When she left his room, he tried not to blame her, but he did, and it was all desperate anger inside him. And he had thought how Eric always said, “You’re my best friend, Daniel,” and sometimes Trevor was Daniel’s, or at least he would say that when they were getting along, but really, his best friend had always been his mother, so how come, when he asked her those questions, she hadn’t been able to read his heart, or feel his pain, or know his mind was filled with confused thoughts jumping around like rabbits.
And it was then, right then, he instantly understood what he had read in the big books he loved, that when people were hurt down to their bones, it was because they had been betrayed, and he had been betrayed, and betrayal felt like this. The very fact of her had stamped out what made him special, crushed his secret desire to be a famous writer.
And all this past week, he felt rooted to the ground, clenching his hands in fists, saying to himself, “She’s a mother, just a mother, that’s all she is.”
But this morning, hiding in the library reading “Deep in the Valley,” he had realized three things: that her talent was unique, that he could never hope to match it, and that he would never get over it. The fury he felt toward her was blinding and white-hot, because she had destroyed him, completely and absolutely. Why that should be so, he could not explain to himself. He hadn’t been able to read another story, had slammed the book shut, and stayed in the library the rest of the day, his face in his hands.

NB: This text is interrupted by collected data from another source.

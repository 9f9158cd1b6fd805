//! Shared test utilities for `FinalsTeamsBot`.
//!
//! This module provides an in-memory [`FakeSurface`] implementing the
//! dialog engine's chat-surface boundary, plus a [`FakeLookup`] for
//! reference resolvers and small helpers for driving dialog flows from
//! tests without a gateway connection.

use crate::dialog::payload::MessageData;
use crate::dialog::surface::{
    ChatSurface, ComponentClick, IncomingMessage, MessageId, ReactionEvent, UserId,
};
use crate::dialog::surface::{ChannelId, GuildId};
use crate::errors::{Error, Result};
use crate::runtime::{CategoryRef, ChannelRef, GuildRef, ReferenceLookup, RuntimeContext};
use async_trait::async_trait;
use futures::StreamExt;
use futures::stream::BoxStream;
use std::collections::HashMap;
use std::sync::{Arc, Mutex};
use std::time::Duration;
use tokio::sync::mpsc;
use tracing_subscriber::EnvFilter;

/// Initializes tracing for a test, once per process; repeated calls are
/// no-ops.
pub fn init_test_tracing() {
    let _ = tracing_subscriber::fmt()
        .with_env_filter(
            EnvFilter::try_from_default_env().unwrap_or_else(|_| EnvFilter::new("trace")),
        )
        .with_test_writer()
        .try_init();
}

/// Events pushed before any subscriber exists are buffered and flushed to
/// the first subscriber, so tests never race the dialog's subscription.
struct Feed<T> {
    subscribers: Vec<mpsc::UnboundedSender<T>>,
    buffered: Vec<T>,
}

impl<T> Default for Feed<T> {
    fn default() -> Self {
        Self {
            subscribers: Vec::new(),
            buffered: Vec::new(),
        }
    }
}

impl<T: Clone> Feed<T> {
    fn push(&mut self, event: T) {
        if self.subscribers.is_empty() {
            self.buffered.push(event);
            return;
        }
        for sub in &self.subscribers {
            let _ = sub.send(event.clone());
        }
    }

    fn subscribe(&mut self) -> mpsc::UnboundedReceiver<T> {
        let (tx, rx) = mpsc::unbounded_channel();
        for event in self.buffered.drain(..) {
            let _ = tx.send(event);
        }
        self.subscribers.push(tx);
        rx
    }
}

fn stream_from<T: Send + 'static>(rx: mpsc::UnboundedReceiver<T>) -> BoxStream<'static, T> {
    futures::stream::unfold(rx, |mut rx| async move {
        rx.recv().await.map(|event| (event, rx))
    })
    .boxed()
}

#[derive(Default)]
struct FakeInner {
    next_id: u64,
    sent: Vec<(MessageId, MessageData)>,
    deleted: Vec<MessageId>,
    reactions_added: Vec<(MessageId, String)>,
    notices: Vec<String>,
    fail_next_send: bool,
    messages: Feed<IncomingMessage>,
    reactions: HashMap<MessageId, Feed<ReactionEvent>>,
    clicks: HashMap<MessageId, Feed<ComponentClick>>,
}

/// In-memory chat surface recording every effect and letting tests inject
/// user events.
#[derive(Default)]
pub struct FakeSurface {
    inner: Mutex<FakeInner>,
}

impl FakeSurface {
    /// Creates a surface behind an `Arc`, the form every flow consumes.
    /// Also initializes test tracing so flow logs show up on failure.
    pub fn shared() -> Arc<Self> {
        init_test_tracing();
        Arc::new(Self::default())
    }

    fn allocate_id(inner: &mut FakeInner) -> MessageId {
        inner.next_id += 1;
        MessageId(inner.next_id)
    }

    /// Makes the next `send` fail, for send-failure paths.
    pub fn fail_next_send(&self) {
        self.inner.lock().unwrap().fail_next_send = true;
    }

    /// Injects a user-authored chat message and returns its id.
    pub fn push_user_message(&self, author: UserId, content: &str) -> MessageId {
        let mut inner = self.inner.lock().unwrap();
        let id = Self::allocate_id(&mut inner);
        inner.messages.push(IncomingMessage {
            id,
            author,
            author_is_bot: false,
            content: content.to_string(),
        });
        id
    }

    /// Injects a bot-authored chat message (which collectors must ignore).
    pub fn push_bot_message(&self, author: UserId, content: &str) -> MessageId {
        let mut inner = self.inner.lock().unwrap();
        let id = Self::allocate_id(&mut inner);
        inner.messages.push(IncomingMessage {
            id,
            author,
            author_is_bot: true,
            content: content.to_string(),
        });
        id
    }

    /// Injects a reaction-add event on a message.
    pub fn push_reaction(&self, message: MessageId, emoji: &str, count: u64, user: UserId) {
        let mut inner = self.inner.lock().unwrap();
        inner.reactions.entry(message).or_default().push(ReactionEvent {
            emoji: emoji.to_string(),
            count,
            user,
        });
    }

    /// Injects a component click on a message.
    pub fn push_click(&self, message: MessageId, custom_id: &str, user: UserId) {
        let mut inner = self.inner.lock().unwrap();
        inner.clicks.entry(message).or_default().push(ComponentClick {
            custom_id: custom_id.to_string(),
            user,
        });
    }

    /// Number of messages the engine sent (not counting injected ones).
    pub fn sent_count(&self) -> usize {
        self.inner.lock().unwrap().sent.len()
    }

    /// Current payload of a sent message, reflecting edits.
    pub fn message_data(&self, message: MessageId) -> Option<MessageData> {
        let inner = self.inner.lock().unwrap();
        inner
            .sent
            .iter()
            .find(|(id, _)| *id == message)
            .map(|(_, data)| data.clone())
    }

    /// First sent message whose payload matches the predicate.
    pub fn find_sent(&self, predicate: impl Fn(&MessageData) -> bool) -> Option<MessageId> {
        let inner = self.inner.lock().unwrap();
        inner
            .sent
            .iter()
            .find(|(_, data)| predicate(data))
            .map(|(id, _)| *id)
    }

    /// Whether the message was deleted at least once.
    pub fn was_deleted(&self, message: MessageId) -> bool {
        self.inner.lock().unwrap().deleted.contains(&message)
    }

    /// How many times the message was deleted (idempotence checks).
    pub fn deletion_count(&self, message: MessageId) -> usize {
        self.inner
            .lock()
            .unwrap()
            .deleted
            .iter()
            .filter(|id| **id == message)
            .count()
    }

    /// All transient notices posted so far.
    pub fn notices(&self) -> Vec<String> {
        self.inner.lock().unwrap().notices.clone()
    }

    /// All reactions the engine added, in order.
    pub fn reactions_added(&self) -> Vec<(MessageId, String)> {
        self.inner.lock().unwrap().reactions_added.clone()
    }
}

#[async_trait]
impl ChatSurface for FakeSurface {
    async fn send(&self, data: &MessageData) -> Result<MessageId> {
        let mut inner = self.inner.lock().unwrap();
        if inner.fail_next_send {
            inner.fail_next_send = false;
            return Err(Error::Surface("send refused by fake".to_string()));
        }
        let id = Self::allocate_id(&mut inner);
        inner.sent.push((id, data.clone()));
        Ok(id)
    }

    async fn edit(&self, message: MessageId, data: &MessageData) -> Result<()> {
        let mut inner = self.inner.lock().unwrap();
        let slot = inner
            .sent
            .iter_mut()
            .find(|(id, _)| *id == message)
            .ok_or_else(|| Error::Surface(format!("edit of unknown message {message}")))?;
        slot.1 = data.clone();
        Ok(())
    }

    async fn delete(&self, message: MessageId) -> Result<()> {
        self.inner.lock().unwrap().deleted.push(message);
        Ok(())
    }

    async fn react(&self, message: MessageId, emoji: &str) -> Result<()> {
        self.inner
            .lock()
            .unwrap()
            .reactions_added
            .push((message, emoji.to_string()));
        Ok(())
    }

    async fn notify(&self, text: &str) -> Result<()> {
        self.inner.lock().unwrap().notices.push(text.to_string());
        Ok(())
    }

    fn messages(&self) -> BoxStream<'static, IncomingMessage> {
        stream_from(self.inner.lock().unwrap().messages.subscribe())
    }

    fn reactions(&self, message: MessageId) -> BoxStream<'static, ReactionEvent> {
        stream_from(
            self.inner
                .lock()
                .unwrap()
                .reactions
                .entry(message)
                .or_default()
                .subscribe(),
        )
    }

    fn component_clicks(&self, message: MessageId) -> BoxStream<'static, ComponentClick> {
        stream_from(
            self.inner
                .lock()
                .unwrap()
                .clicks
                .entry(message)
                .or_default()
                .subscribe(),
        )
    }
}

/// Polls `predicate` until it holds or the timeout elapses; panics on
/// timeout so the failing test reports where it got stuck.
pub async fn wait_until(what: &str, predicate: impl Fn() -> bool) {
    let deadline = Duration::from_secs(5);
    let poll = async {
        while !predicate() {
            tokio::time::sleep(Duration::from_millis(2)).await;
        }
    };
    if tokio::time::timeout(deadline, poll).await.is_err() {
        panic!("timed out waiting for: {what}");
    }
}

/// Waits for a sent message whose payload matches and returns its id.
pub async fn wait_for_sent(
    surface: &Arc<FakeSurface>,
    what: &str,
    predicate: impl Fn(&MessageData) -> bool,
) -> MessageId {
    wait_until(what, || surface.find_sent(&predicate).is_some()).await;
    surface.find_sent(&predicate).unwrap()
}

/// In-memory reference lookup with preloaded fixtures.
#[derive(Default, Clone)]
pub struct FakeLookup {
    channels: HashMap<u64, String>,
    categories: HashMap<u64, String>,
    guilds: HashMap<u64, (String, Option<u64>)>,
}

impl FakeLookup {
    /// Registers a text channel fixture.
    #[must_use]
    pub fn with_channel(mut self, id: u64, name: &str) -> Self {
        self.channels.insert(id, name.to_string());
        self
    }

    /// Registers a category fixture.
    #[must_use]
    pub fn with_category(mut self, id: u64, name: &str) -> Self {
        self.categories.insert(id, name.to_string());
        self
    }

    /// Registers a guild-preview fixture.
    #[must_use]
    pub fn with_guild(mut self, id: u64, name: &str, member_count: Option<u64>) -> Self {
        self.guilds.insert(id, (name.to_string(), member_count));
        self
    }
}

#[async_trait]
impl ReferenceLookup for FakeLookup {
    async fn channel(&self, id: ChannelId) -> Option<ChannelRef> {
        self.channels.get(&id.0).map(|name| ChannelRef {
            id,
            name: name.clone(),
        })
    }

    async fn category(&self, id: ChannelId) -> Option<CategoryRef> {
        self.categories.get(&id.0).map(|name| CategoryRef {
            id,
            name: name.clone(),
        })
    }

    async fn guild_preview(&self, id: GuildId) -> Option<GuildRef> {
        self.guilds.get(&id.0).map(|(name, member_count)| GuildRef {
            id,
            name: name.clone(),
            member_count: *member_count,
        })
    }
}

/// A runtime context over a [`FakeLookup`] for resolver and flow tests.
pub fn test_context(lookup: FakeLookup) -> RuntimeContext {
    RuntimeContext::new(GuildId(900_000_000_000_000_001), Arc::new(lookup), vec![])
}

/// Drains everything currently queued on an unbounded receiver.
pub fn drain<T>(rx: &mut mpsc::UnboundedReceiver<T>) -> Vec<T> {
    let mut out = Vec::new();
    while let Ok(item) = rx.try_recv() {
        out.push(item);
    }
    out
}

He looked once more at his mother’s book on the shelf, then turned away, went back outside, sat at the table, and pretended he did not hate her.
* * *
At eight, Eric went to bed.
* * *
At nine, Daniel went to bed.
* * *
At ten, Martin went to bed too.
* * *
Joan did not go to bed. Since Friday night, she had been taking advantage of Martin’s jet lag, continuing to make her slow way through Words. She had one hundred and fifteen pages to go, and a lot of work to do to bring what she had written thus far into being, the ways in which she thought her characters, and their stories, needed to move forward, the new chapters she was keen to write. She still was not certain whether she would start anew, or wind back to the start and first revise all of those pages. But she was working with pleasure, with relief that Eric’s mishap with the aspirin had not harmed him, and that Daniel, while still quieter than usual, had smiled a few times at dinner, even as she sometimes caught him studying her. He hadn’t kissed her goodnight, but he hadn’t kissed Martin either. She was eager for the next day, for Martin to brush the top of her hair with his lips and leave by the back door, to drop the kids off at school, to return to the novel she could feel in her marrow had the poetic heft, the depth, all the sinews and tissues, to be extraordinarily fine.
* * *
At two in the morning, Joan slid naked into their bed. She was no longer angry with Martin, about his comment that he did not blame her for Eric eating all of that aspirin, the bottle left out on the counter. He had meant to assuage, even if his words had had the opposite effect. She settled against him, and he moaned softly, and then his right arm, his right hand, fell across her left thigh, and she, too, went to sleep.
* * *
On Tuesday morning, the world blew up.
15
There was shock and horror and fear. In the future, the events of Tuesday would be labeled with a shorthand name summing up the crashing planes, the burning fuel, the people jumping from the tall buildings, the passengers wrangling with terrorists before dying in a Pennsylvania field, part of the Pentagon sheared away, all the deaths, the family traumas, the country’s trauma, the loss of innocence and invulnerability, the guilt eating away at survivors, the degrees of separation between those who had been spared and those who had not, the recollections of where everyone was when it all happened. There would be nonfiction accounts, political and religious analyses and screeds, wars begun as a result, fighting, supposedly, to regain balance, to right the wrongs, leaving behind more body counts of the dead, the dying, and the maimed. Fiction, too, would be written, novels and short stories that had at their bloody center that Tuesday morning and its aftermath. But right then, on that beautiful blue September morning, everything just halted. There was no school for the rest of the week. Martin’s surgeries were rescheduled, except for the emergencies, the hospital with all of its patients a soundless tomb. The streets of Rhome were empty, as if its population had also been incinerated in an instant. Everyone stayed inside, huddling and crying with their families, with their aging parents, with their young children, with their girlfriends or boyfriends, with their spouses they were considering divorcing, with their cats and their dogs and their birds and their hamsters. Televisions remained on permanently, the voices of newscasters and journalists around the globe settling into every corner of every house. At the end of that long and incomprehensible week, the mayor of Rhome, along with a priest, a minister, a rabbi, and a Buddhist monk—like the start of a bad joke—presided over a candlelight vigil on Strada di Felicità. Thousands of Rhome residents emerged from their homes for the first time in days and listened to their wise, empty words. For a long time, nothing would be as it was.
16
The reverberations continued, but life resumed, and three weeks later, a letter came in the mail from the Rhome Elementary School principal stating that, unless the Mannings objected, Eric would be transferred from his second-grade class with Mr. John to the third-grade class presided over by Mr. Nevins. His score on the Wechsler Preschool and Primary Scale of Intelligence had been off the charts. The principal had written: Eric is supremely gifted and would benefit greatly by moving up a grade. We considered moving him up two grades, but the age gap would be too great. To hold him back from moving ahead, however, would be a travesty.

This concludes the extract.